I owe a stomach wrenching $22,125 from Sallie Mae and $11,470 from Nelnet. I was able to consolidate some of my FAFSA loans. And I have had to ask Sallie Mae to make my payments lower because I am unable to find work. But that is only going to prolong the process of paying it off. I wish I knew then what I know now, I would not have gone to college. Loans were my only option. I didn’t realize how overwhelming the debt would be once I was done. I was not only married when I graduated, but 6 months pregnant with our first child. He is now 4 and we have another son who is 2. We rely on my husband’s income and it is extremely tight to say the least. I wish I didn’t have to send in the $355 a month in student loan payments. I am sure that is not the message you want to give your readers, this is my truth.
Angela W., via email
‘I find myself on the Internet looking at craigslist ads for things people are giving away for free so that my kids can have some sense of Christmas’
I have currently been out of work for two months but was living paycheck to paycheck before i was fired. I was fired after being in the hospital for 4 days from my job as a head housekeeper. I have 4 kids all under the age of 6 and am finding it extremely hard to get into the holiday spirit. We cant pay the basic bills fully and as far as rent goes its not getting paid at all, and we are in the process of being evicted with no hope of where we are going to go from here.
I can’t just go out and buy my kids things for Christmas like I would like so I find myself on the Internet looking at craigslist ads for things people are giving away for free so that my kids can have some sense of Christmas. I wake up everyday not knowing of what’s going to happen that day, and just hoping for the best. I do believe that you have to be in this kind of position to truly understand how it feels to be at the bottom level of the economy.
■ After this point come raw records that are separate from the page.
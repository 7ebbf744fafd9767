//! Cursor handling for statements.
//!
//! ODBC-based SQL Server drivers refuse to bind or execute a statement
//! whose previous result cursor is still open. [`CursorGuard`] wraps a
//! statement and closes the cursor before every bind and execute.

use tracing::trace;

/// Parameter types understood by the driver.
#[derive(Debug, Clone, Copy, PartialEq, Eq)]
pub enum ParamType {
    /// SQL NULL.
    Null,
    /// Integer.
    Integer,
    /// String.
    String,
    /// Large object (stream).
    LargeObject,
    /// Boolean. The driver cannot bind it; it is sent as an integer.
    Boolean,
}

/// The subset of a driver statement the guard needs.
pub trait DriverStatement {
    /// Parameter value type.
    type Value;
    /// Driver error type.
    type Error;

    /// Closes the current result cursor, if any.
    ///
    /// # Errors
    ///
    /// Returns the driver error.
    fn close_cursor(&mut self) -> Result<(), Self::Error>;

    /// Binds a value to a 1-based parameter position.
    ///
    /// # Errors
    ///
    /// Returns the driver error.
    fn bind_value(
        &mut self,
        position: usize,
        value: Self::Value,
        param_type: ParamType,
    ) -> Result<(), Self::Error>;

    /// Executes the statement, optionally with positional parameters.
    ///
    /// # Errors
    ///
    /// Returns the driver error.
    fn execute(&mut self, params: Option<Vec<Self::Value>>) -> Result<(), Self::Error>;
}

/// Statement wrapper closing the cursor before each bind and execute.
#[derive(Debug)]
pub struct CursorGuard<S> {
    inner: S,
}

impl<S: DriverStatement> CursorGuard<S> {
    /// Wraps a statement.
    #[must_use]
    pub const fn new(inner: S) -> Self {
        Self { inner }
    }

    /// Returns the wrapped statement.
    #[must_use]
    pub const fn inner(&self) -> &S {
        &self.inner
    }

    /// Unwraps the statement.
    #[must_use]
    pub fn into_inner(self) -> S {
        self.inner
    }
}

impl<S: DriverStatement> DriverStatement for CursorGuard<S> {
    type Value = S::Value;
    type Error = S::Error;

    fn close_cursor(&mut self) -> Result<(), Self::Error> {
        self.inner.close_cursor()
    }

    fn bind_value(
        &mut self,
        position: usize,
        value: Self::Value,
        param_type: ParamType,
    ) -> Result<(), Self::Error> {
        self.inner.close_cursor()?;

        let param_type = match param_type {
            ParamType::Boolean => ParamType::Integer,
            other => other,
        };
        trace!(position, ?param_type, "Binding parameter");
        self.inner.bind_value(position, value, param_type)
    }

    fn execute(&mut self, params: Option<Vec<Self::Value>>) -> Result<(), Self::Error> {
        self.inner.close_cursor()?;
        self.inner.execute(params)
    }
}

#[cfg(test)]
mod tests {
    use super::*;

    #[derive(Debug, Clone, PartialEq)]
    enum Call {
        Close,
        Bind(usize, i64, ParamType),
        Execute(Option<Vec<i64>>),
    }

    #[derive(Default)]
    struct FakeStatement {
        calls: Vec<Call>,
        fail_close: bool,
    }

    impl DriverStatement for FakeStatement {
        type Value = i64;
        type Error = String;

        fn close_cursor(&mut self) -> Result<(), String> {
            self.calls.push(Call::Close);
            if self.fail_close {
                return Err("cursor busy".to_string());
            }
            Ok(())
        }

        fn bind_value(&mut self, position: usize, value: i64, ty: ParamType) -> Result<(), String> {
            self.calls.push(Call::Bind(position, value, ty));
            Ok(())
        }

        fn execute(&mut self, params: Option<Vec<i64>>) -> Result<(), String> {
            self.calls.push(Call::Execute(params));
            Ok(())
        }
    }

    #[test]
    fn test_cursor_closed_before_bind_and_execute() {
        let mut stmt = CursorGuard::new(FakeStatement::default());
        stmt.bind_value(1, 42, ParamType::Integer).unwrap();
        stmt.execute(None).unwrap();
        stmt.execute(Some(vec![7])).unwrap();

        assert_eq!(
            stmt.into_inner().calls,
            vec![
                Call::Close,
                Call::Bind(1, 42, ParamType::Integer),
                Call::Close,
                Call::Execute(None),
                Call::Close,
                Call::Execute(Some(vec![7])),
            ]
        );
    }

    #[test]
    fn test_boolean_bound_as_integer() {
        let mut stmt = CursorGuard::new(FakeStatement::default());
        stmt.bind_value(2, 1, ParamType::Boolean).unwrap();
        stmt.bind_value(3, 0, ParamType::String).unwrap();

        assert_eq!(stmt.inner().calls[1], Call::Bind(2, 1, ParamType::Integer));
        assert_eq!(stmt.inner().calls[3], Call::Bind(3, 0, ParamType::String));
    }

    #[test]
    fn test_close_failure_stops_execute() {
        let mut stmt = CursorGuard::new(FakeStatement {
            fail_close: true,
            ..FakeStatement::default()
        });

        assert_eq!(stmt.execute(None), Err("cursor busy".to_string()));
        assert_eq!(stmt.inner().calls, vec![Call::Close]);
    }
}
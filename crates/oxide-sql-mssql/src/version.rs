//! SQL Server platform versions.
//!
//! The platform variant is chosen once by the host, either explicitly or
//! from the server's version string, and stored by the platform.

use std::fmt;

use serde::{Deserialize, Serialize};

use crate::error::{DdlError, Result};

/// Supported SQL Server generations.
#[derive(
    Debug, Clone, Copy, PartialEq, Eq, PartialOrd, Ord, Hash, Default, Serialize, Deserialize,
)]
#[serde(rename_all = "snake_case")]
pub enum PlatformVersion {
    /// SQL Server 2000 and earlier.
    SqlServer,
    /// SQL Server 2005 (major version 9).
    SqlServer2005,
    /// SQL Server 2008 and 2008 R2 (major version 10).
    SqlServer2008,
    /// SQL Server 2012 and later (major version 11+).
    #[default]
    SqlServer2012,
}

impl PlatformVersion {
    /// Selects the platform for a server version string such as
    /// `"10.50.1600.1"`. Only the major component is considered.
    ///
    /// # Errors
    ///
    /// Returns [`DdlError::InvalidVersion`] if the major component is not a
    /// number.
    ///
    /// # Example
    ///
    /// ```rust
    /// use oxide_sql_mssql::version::PlatformVersion;
    ///
    /// let version = PlatformVersion::from_version_string("10.50.1600.1").unwrap();
    /// assert_eq!(version, PlatformVersion::SqlServer2008);
    /// ```
    pub fn from_version_string(version: &str) -> Result<Self> {
        let major = version
            .trim()
            .split('.')
            .next()
            .unwrap_or_default()
            .parse::<u32>()
            .map_err(|_| DdlError::InvalidVersion(version.to_string()))?;

        Ok(match major {
            0..=8 => Self::SqlServer,
            9 => Self::SqlServer2005,
            10 => Self::SqlServer2008,
            _ => Self::SqlServer2012,
        })
    }

    /// Returns the platform name.
    #[must_use]
    pub const fn name(self) -> &'static str {
        match self {
            Self::SqlServer => "mssql",
            Self::SqlServer2005 => "mssql2005",
            Self::SqlServer2008 => "mssql2008",
            Self::SqlServer2012 => "mssql2012",
        }
    }

    /// Returns true if `VARCHAR(MAX)`-style types are available.
    #[must_use]
    pub fn supports_max_length(self) -> bool {
        self >= Self::SqlServer2005
    }

    /// Returns true if `DATE`, `TIME`, `DATETIME2` and `DATETIMEOFFSET` are
    /// available.
    #[must_use]
    pub fn supports_extended_temporal_types(self) -> bool {
        self >= Self::SqlServer2008
    }
}

impl fmt::Display for PlatformVersion {
    fn fmt(&self, f: &mut fmt::Formatter<'_>) -> fmt::Result {
        f.write_str(self.name())
    }
}

#[cfg(test)]
mod tests {
    use super::*;

    #[test]
    fn test_version_thresholds() {
        let cases = [
            ("8.00.2039", PlatformVersion::SqlServer),
            ("9.00.5000.00", PlatformVersion::SqlServer2005),
            ("10.0.1600.22", PlatformVersion::SqlServer2008),
            ("10.50.1600.1", PlatformVersion::SqlServer2008),
            ("11.0.2100.60", PlatformVersion::SqlServer2012),
            ("16.0.1000.6", PlatformVersion::SqlServer2012),
            ("12", PlatformVersion::SqlServer2012),
        ];
        for (input, expected) in cases {
            assert_eq!(
                PlatformVersion::from_version_string(input).unwrap(),
                expected,
                "version {input}"
            );
        }
    }

    #[test]
    fn test_invalid_version() {
        assert!(matches!(
            PlatformVersion::from_version_string("Microsoft SQL Server"),
            Err(DdlError::InvalidVersion(_))
        ));
        assert!(PlatformVersion::from_version_string("").is_err());
    }

    #[test]
    fn test_default_is_newest() {
        assert_eq!(PlatformVersion::default(), PlatformVersion::SqlServer2012);
    }

    #[test]
    fn test_feature_flags() {
        assert!(!PlatformVersion::SqlServer.supports_max_length());
        assert!(PlatformVersion::SqlServer2005.supports_max_length());
        assert!(!PlatformVersion::SqlServer2005.supports_extended_temporal_types());
        assert!(PlatformVersion::SqlServer2008.supports_extended_temporal_types());
    }
}
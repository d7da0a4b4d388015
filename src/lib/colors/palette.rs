use std::fmt::{Display, Formatter};

/// The six channel values the 216-color web-safe palette is built from.
pub const WEB_SAFE_LEVELS: [u8; 6] = [0x00, 0x33, 0x66, 0x99, 0xCC, 0xFF];

#[derive(Clone, Copy, Default, Debug, PartialEq, Eq)]
pub struct Color {
	pub r: u8,
	pub g: u8,
	pub b: u8,
}

impl From<[u8; 3]> for Color {
	fn from(v: [u8; 3]) -> Self {
		Self {
			r: v[0],
			g: v[1],
			b: v[2],
		}
	}
}

impl From<u32> for Color {
	fn from(v: u32) -> Self {
		Self {
			r: ((v >> 16) & 0xFF) as u8,
			g: ((v >> 8) & 0xFF) as u8,
			b: (v & 0xFF) as u8,
		}
	}
}

impl Display for Color {
	fn fmt(&self, f: &mut Formatter<'_>) -> std::fmt::Result {
		write!(f, "#{:06X}", self.to_u32())
	}
}

/// Returns the palette level nearest to the channel value `c`.
///
/// Scans the palette in order and only replaces the running selection when a
/// strictly smaller distance is found, so the first-seen minimal candidate
/// wins. With a step-0x33 palette no integer input is ever equidistant to two
/// levels, but the strict comparison keeps midpoint behavior well-defined
/// should the levels ever change.
pub fn nearest_level(c: u8) -> u8 {
	// every channel value has a level at distance < 0xFF, so this always shrinks
	let mut min_dist = 0xFF;
	let mut nearest = WEB_SAFE_LEVELS[0];

	for level in WEB_SAFE_LEVELS {
		let dist = c.abs_diff(level);
		if dist < min_dist {
			min_dist = dist;
			nearest = level;
		}
	}

	nearest
}

impl Color {
	pub fn to_u32(self) -> u32 {
		let mut rgb = self.r as u32;
		rgb = (rgb << 8) | self.g as u32;
		rgb = (rgb << 8) | self.b as u32;
		rgb
	}

	/// Snaps every channel to its nearest web-safe level, independently.
	///
	/// Channels don't influence each other, so the result can land in a
	/// different hue family than the input (012345 maps to 003333, a blue
	/// turning green). That drift is inherent to per-channel matching and is
	/// intentional here.
	pub fn quantize(self) -> Color {
		Color {
			r: nearest_level(self.r),
			g: nearest_level(self.g),
			b: nearest_level(self.b),
		}
	}

	pub fn is_web_safe(&self) -> bool {
		WEB_SAFE_LEVELS.contains(&self.r) && WEB_SAFE_LEVELS.contains(&self.g) && WEB_SAFE_LEVELS.contains(&self.b)
	}
}
pub mod colors;
use std::process::ExitCode;

use clap::Parser;

use crate::args::ProgramArgs;
use crate::convert::convert_colors;

mod args;
mod convert;

fn main() -> ExitCode {
	let args = ProgramArgs::parse();

	match convert_colors(&args) {
		Ok(_) => ExitCode::SUCCESS,
		Err(e) => {
			eprintln!("execution failed: {e}");
			ExitCode::FAILURE
		}
	}
}
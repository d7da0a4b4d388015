use anyhow::{Result, anyhow};
use colored::Colorize;

use websafe_rs::colors::convert::{format_color, parse_color};

use crate::args::ProgramArgs;

/// Converts every color argument in order. The first invalid token aborts
/// the whole run; lines already printed stay printed.
pub(crate) fn convert_colors(args: &ProgramArgs) -> Result<()> {
	for color in &args.color {
		let token = color.to_lowercase();

		let parsed = parse_color(&token, args.intro).map_err(|e| anyhow!(e))?;
		let result = format_color(parsed.quantize(), args.out);

		if args.verbose {
			println!("{token} {} {result}", "=>".dimmed());
		} else {
			println!("{result}");
		}
	}

	Ok(())
}
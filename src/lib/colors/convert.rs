use std::fmt::{Display, Formatter};

use crate::colors::modes::ColorMode;
use crate::colors::palette::Color;

const RGB_MAX: u64 = 0xFF;
const PACKED_MAX: u64 = 0xFFFFFF;

/// Parses a single color token according to the given input mode.
///
/// Hex and nat tokens describe the same 24-bit integer space in different
/// bases; both are zero-extended to three bytes with the most significant
/// byte becoming red. Rgb tokens carry the three channels separately.
pub fn parse_color(token: &str, mode: ColorMode) -> Result<Color, ConvertError> {
	match mode {
		ColorMode::Hex => parse_packed(token, ColorMode::Hex, 16),
		ColorMode::Nat => parse_packed(token, ColorMode::Nat, 10),
		ColorMode::Rgb => parse_rgb(token),
	}
}

fn parse_packed(token: &str, mode: ColorMode, radix: u32) -> Result<Color, ConvertError> {
	let n = u64::from_str_radix(token, radix)
		.map_err(|_| ConvertError::InvalidNumber { token: token.to_string(), mode })?;

	if n > PACKED_MAX {
		return Err(ConvertError::OutOfRange { value: n, mode });
	}

	Ok(Color::from(n as u32))
}

fn parse_rgb(token: &str) -> Result<Color, ConvertError> {
	let components = token.split_whitespace().collect::<Vec<&str>>();
	if components.len() != 3 {
		return Err(ConvertError::MalformedRgbInput { input: token.to_string(), count: components.len() });
	}

	let mut channels = [0_u8; 3];
	for (i, comp) in components.iter().enumerate() {
		let n = comp.parse::<u64>()
			.map_err(|_| ConvertError::InvalidNumber { token: comp.to_string(), mode: ColorMode::Rgb })?;

		if n > RGB_MAX {
			return Err(ConvertError::OutOfRange { value: n, mode: ColorMode::Rgb });
		}

		channels[i] = n as u8;
	}

	Ok(Color::from(channels))
}

/// Renders a color according to the given output mode.
pub fn format_color(color: Color, mode: ColorMode) -> String {
	match mode {
		ColorMode::Hex => format!("{:06x}", color.to_u32()),
		ColorMode::Rgb => format!("({}, {}, {})", color.r, color.g, color.b),
		ColorMode::Nat => color.to_u32().to_string(),
	}
}

#[derive(Debug, PartialEq, Eq)]
pub enum ConvertError {
	UnknownMode { mode: String },
	InvalidNumber { token: String, mode: ColorMode },
	OutOfRange { value: u64, mode: ColorMode },
	MalformedRgbInput { input: String, count: usize },
}

impl Display for ConvertError {
	fn fmt(&self, f: &mut Formatter<'_>) -> std::fmt::Result {
		match self {
			ConvertError::UnknownMode { mode } => write!(f, "Unknown color mode \"{mode}\" (expected hex, rgb, or nat)"),
			ConvertError::InvalidNumber { token, mode } => {
				let base = if *mode == ColorMode::Hex { 16 } else { 10 };
				write!(f, "\"{token}\" is not a valid base-{base} number for \"{mode}\"")
			}
			// the hex bounds are rendered in hex so the message matches the input base
			ConvertError::OutOfRange { value, mode } => match mode {
				ColorMode::Hex => write!(f, "{value:#x} is outside the allowed range for \"hex\": (0x0..{PACKED_MAX:#x})"),
				ColorMode::Nat => write!(f, "{value} is outside the allowed range for \"nat\": (0..{PACKED_MAX})"),
				ColorMode::Rgb => write!(f, "{value} is outside the allowed range for \"rgb\": (0..{RGB_MAX})"),
			},
			ConvertError::MalformedRgbInput { input, count } => {
				write!(f, "Expected exactly 3 rgb components, got {count}: \"{input}\"")
			}
		}
	}
}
We stopping going to see friends and family as much as we used to because gas isn’t cheap, and had to resort to leaving the house only when we feel like the walls are caving in on us. I like to think that my kids are too young to fully understand what we are going through, but have to hold back tears when my 6 year old comes home from school with a paper for a field trip or for a book fair saying, “I know we don’t have the money for this but i really want …” So I scrimp and save so that she can at least appear normal in front of her peers who I wonder if they are struggling just like us.
I cant really say that I’ve focused much on a resolution for the next year. And other than to start working and be able to support my family and give them everything they deserve, I cant imagine hoping and working for more.